[Exercise directions] Give back the line that contains "positives are expected." and every following line, exactly as they appear, through the end of the data.

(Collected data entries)

──────

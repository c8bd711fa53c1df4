//! Parameterized SQL fragments: partial-update SET lists and filter predicates.
//!
//! Nothing here touches the database. Fragments are built per request and
//! handed to a [`crate::database::QueryExecutor`] together with their values.

pub mod error;
pub mod filter_where;
pub mod filters;
pub mod partial_update;

pub use error::SqlError;
pub use filter_where::{FilterWhere, WhereClause};
pub use filters::{CompanyFilter, FilterSpec, JobFilter};
pub use partial_update::{sql_for_partial_update, ColumnAlias, SetFragment, UpdateRequest};

/// Positional placeholder for the 1-based parameter `index`.
pub(crate) fn placeholder(index: usize) -> String {
    format!("${}", index)
}
use std::sync::Arc;

use crate::auth::TokenService;
use crate::database::QueryExecutor;

/// Shared per-process handles, cloned into every request
#[derive(Clone)]
pub struct AppState {
    db: Arc<dyn QueryExecutor>,
    tokens: TokenService,
    bcrypt_cost: u32,
}

impl AppState {
    pub fn new(db: Arc<dyn QueryExecutor>, tokens: TokenService, bcrypt_cost: u32) -> Self {
        Self { db, tokens, bcrypt_cost }
    }

    pub fn db(&self) -> &dyn QueryExecutor {
        self.db.as_ref()
    }

    pub fn tokens(&self) -> &TokenService {
        &self.tokens
    }

    pub fn bcrypt_cost(&self) -> u32 {
        self.bcrypt_cost
    }
}
//! Knowledge lookup for chat requests.
//!
//! Matching is plain bidirectional substring containment over the entry's
//! `question`. It is case-sensitive and has no ranking: the first entry in
//! base order that matches wins. Short questions such as "价格" will match
//! any query that mentions them, so false positives are expected.

use storepilot_core::knowledge::KnowledgeEntry;

/// Find the grounding entry for `query`.
///
/// An entry matches when the query contains its question or its question
/// contains the query. `None` means the reply is generated without grounding.
pub fn match_entry<'a>(query: &str, base: &'a [KnowledgeEntry]) -> Option<&'a KnowledgeEntry> {
    base.iter()
        .find(|entry| query.contains(entry.question.as_str()) || entry.question.contains(query))
}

──────

[Output]
//! any query that mentions them, so false positives are expected.

use storepilot_core::knowledge::KnowledgeEntry;

/// Find the grounding entry for `query`.
///
/// An entry matches when the query contains its question or its question
/// contains the query. `None` means the reply is generated without grounding.
pub fn match_entry<'a>(query: &str, base: &'a [KnowledgeEntry]) -> Option<&'a KnowledgeEntry> {
    base.iter()
        .find(|entry| query.contains(entry.question.as_str()) || entry.question.contains(query))
}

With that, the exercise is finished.